(GIVEN ENTRIES Opens)
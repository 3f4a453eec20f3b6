//! Cogito daemon: hosts one cognitive context and drives it on a fixed tick.
//!
//! Environment:
//! - `COGITO_CONFIG`: config file path (see `CognitiveConfig::load`)
//! - `COGITO_SEED_RECORDS`: optional file of node/link records, one per line
//! - `COGITO_TELEMETRY`: optional JSON telemetry snapshot served every tick
//! - `COGITO_CAPABILITIES`: comma-separated capability labels

use std::collections::HashMap;
use std::sync::Arc;
use std::time::Duration;

use cogito_core::{
    CognitiveConfig, CognitiveContext, CycleOutcome, NodeId, ReasoningCollaborator, Record, TelemetrySource,
    TextRecord,
};
use cogito_reasoning::{StaticTelemetry, StubReasoner};
use tracing_subscriber::{layer::SubscriberExt, util::SubscriberInitExt};

type DaemonError = Box<dyn std::error::Error + Send + Sync>;

#[tokio::main]
async fn main() -> Result<(), DaemonError> {
    let _ = dotenvy::dotenv();
    tracing_subscriber::registry()
        .with(tracing_subscriber::EnvFilter::new(
            std::env::var("RUST_LOG").unwrap_or_else(|_| "info".into()),
        ))
        .with(tracing_subscriber::fmt::layer())
        .init();

    let config = CognitiveConfig::load()?;
    let tick = Duration::from_secs(config.daemon.tick_secs.max(1));
    let context = Arc::new(CognitiveContext::new(config));

    if let Ok(capabilities) = std::env::var("COGITO_CAPABILITIES") {
        context.set_capabilities(
            capabilities
                .split(',')
                .map(str::trim)
                .filter(|c| !c.is_empty())
                .map(str::to_string),
        );
    }
    if let Ok(path) = std::env::var("COGITO_SEED_RECORDS") {
        let loaded = load_seed_records(&context, &std::fs::read_to_string(&path)?)?;
        tracing::info!(target: "cogito::daemon", path = %path, atoms = loaded, "seed records loaded");
    }

    let telemetry: Arc<StaticTelemetry> = match std::env::var("COGITO_TELEMETRY") {
        Ok(path) => Arc::new(StaticTelemetry::from_json(&std::fs::read_to_string(path)?)?),
        Err(_) => Arc::new(StaticTelemetry::default()),
    };
    let reasoner = Arc::new(StubReasoner::new());

    tokio::select! {
        _ = heartbeat_loop(Arc::clone(&context), telemetry, reasoner, tick) => {}
        _ = tokio::signal::ctrl_c() => {
            tracing::info!(target: "cogito::daemon", "shutdown requested");
        }
    }
    Ok(())
}

/// Loads node and link records into the context. Record ids are remapped to the ids the
/// store assigns; links must follow the nodes they reference.
fn load_seed_records(context: &CognitiveContext, text: &str) -> Result<usize, DaemonError> {
    let mut ids: HashMap<NodeId, NodeId> = HashMap::new();
    let mut loaded = 0;
    for line in text.lines().map(str::trim).filter(|l| !l.is_empty() && !l.starts_with(';')) {
        match Record::parse_record(line)? {
            Record::Node(node) => {
                let id = context.add_node(node.node_type, node.name);
                context.set_truth_value(id.into(), node.truth.strength, node.truth.confidence)?;
                if node.attention.sti != 0.0 {
                    context.stimulate(id.into(), node.attention.sti)?;
                }
                ids.insert(node.id, id);
            }
            Record::Link(link) => {
                let outgoing = link
                    .outgoing
                    .iter()
                    .map(|old| {
                        ids.get(old).copied().ok_or_else(|| -> DaemonError {
                            format!("link {} references unseeded node {}", link.id.0, old.0).into()
                        })
                    })
                    .collect::<Result<Vec<NodeId>, DaemonError>>()?;
                let id = context.add_link(link.link_type, outgoing)?;
                context.set_truth_value(id.into(), link.truth.strength, link.truth.confidence)?;
            }
            Record::Goal(goal) => {
                tracing::warn!(target: "cogito::daemon", goal = goal.id, "goal records are not seeded, skipping");
                continue;
            }
        }
        loaded += 1;
    }
    Ok(loaded)
}

async fn heartbeat_loop(
    context: Arc<CognitiveContext>,
    telemetry: Arc<StaticTelemetry>,
    reasoner: Arc<StubReasoner>,
    tick: Duration,
) {
    tracing::info!(
        target: "cogito::daemon",
        app = %context.config().app_name,
        tick_secs = tick.as_secs(),
        "heartbeat loop started"
    );
    let mut interval = tokio::time::interval(tick);
    loop {
        interval.tick().await;
        if let Err(e) = heartbeat_tick(&context, telemetry.as_ref(), reasoner.as_ref()).await {
            tracing::warn!(target: "cogito::daemon", error = %e, "heartbeat tick failed");
        }
    }
}

async fn heartbeat_tick(
    context: &CognitiveContext,
    telemetry: &dyn TelemetrySource,
    reasoner: &dyn ReasoningCollaborator,
) -> Result<(), DaemonError> {
    let daemon = &context.config().daemon;
    let rent = context.collect_rent(daemon.rent_rate)?;
    context.decay_lti(daemon.lti_decay_rate)?;

    let inputs = context.pull_inputs(telemetry).await?;
    let mut summary = serde_json::json!({
        "rent_collected": rent,
        "bank_pool": context.bank_pool(),
    });

    match context.run_generation_cycle(&inputs) {
        CycleOutcome::Completed(report) => {
            let admission = context.admit_goals(&report);
            let seeded = context.seed_tasks_from_active_goals()?;
            summary["cycle"] = report.summary();
            summary["activated"] = serde_json::json!(admission.activated);
            summary["superseded"] = serde_json::json!(admission.superseded);
            summary["withdrawn"] = serde_json::json!(admission.withdrawn);
            summary["tasks_seeded"] = serde_json::json!(seeded.len());
        }
        CycleOutcome::Skipped {
            efficiency,
            recent_changes,
        } => {
            summary["cycle"] = serde_json::json!({
                "skipped": true,
                "efficiency": efficiency,
                "recent_changes": recent_changes,
            });
        }
        CycleOutcome::Coalesced => {
            summary["cycle"] = serde_json::json!({ "coalesced": true });
        }
    }

    summary["metrics_forwarded"] = serde_json::json!(context.forward_metrics(reasoner, &inputs.metrics).await);
    summary["pending_tasks"] = serde_json::json!(context.pending_tasks());
    tracing::info!(target: "cogito::daemon", summary = %summary, "heartbeat tick");
    Ok(())
}

#[cfg(test)]
mod tests {
    use super::*;
    use cogito_core::{GoalStatus, IntrospectionResult, PerformanceMetric, TelemetrySnapshot};

    const SEED: &str = r#"
; two concepts and the link between them
(node 10 Concept "cat" (attention 2 0 0) (tv 0.9 0.8))
(node 11 Concept "animal" (attention 0 0 0) (tv 1 1))
(link 4 Inheritance (10 11) (attention 0 0 0) (tv 0.7 0.6))
"#;

    #[test]
    fn seed_records_are_remapped() {
        let context = CognitiveContext::with_seed(CognitiveConfig::default(), 1);
        assert_eq!(load_seed_records(&context, SEED).unwrap(), 3);
        let cat = context.find_by_name("cat")[0];
        assert_eq!(cat, NodeId(0));
        assert_eq!(context.get_incoming(cat).unwrap().len(), 1);

        let dangling = "(link 7 Similarity (99) (attention 0 0 0) (tv 1 1))";
        let err = load_seed_records(&context, dangling).unwrap_err().to_string();
        assert_eq!(err, "link 7 references unseeded node 99");
    }

    #[tokio::test]
    async fn tick_admits_goals_and_seeds_tasks() {
        let context = CognitiveContext::with_seed(CognitiveConfig::default(), 1);
        load_seed_records(&context, SEED).unwrap();
        let telemetry = StaticTelemetry::new(TelemetrySnapshot {
            metrics: vec![PerformanceMetric {
                process: "parsing".to_string(),
                success_rate: 0.3,
                average_time: 1.0,
                resource_usage: 0.5,
                improvement_trend: 0.0,
            }],
            introspection: vec![IntrospectionResult {
                process: "parsing".to_string(),
                efficiency_rating: 0.9,
                bottlenecks: vec![],
                suggestions: vec![],
                timestamp_ms: 1,
            }],
            ..TelemetrySnapshot::default()
        });
        let reasoner = StubReasoner::new();

        heartbeat_tick(&context, &telemetry, &reasoner).await.unwrap();
        let active = context.active_goals();
        assert!(!active.is_empty());
        assert_eq!(context.goal_status(active[0].id), Some(GoalStatus::Active));
        assert_eq!(context.pending_tasks(), active.len());
        assert!((reasoner.reliability() - 0.3).abs() < 1e-12);
    }
}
(GIVEN ENTRIES Closes)
● ACTIVITY: Among the entries above, how many lines hold the string "confidence"? Answer with the number only.

● EXERCISE RESPONSE: 2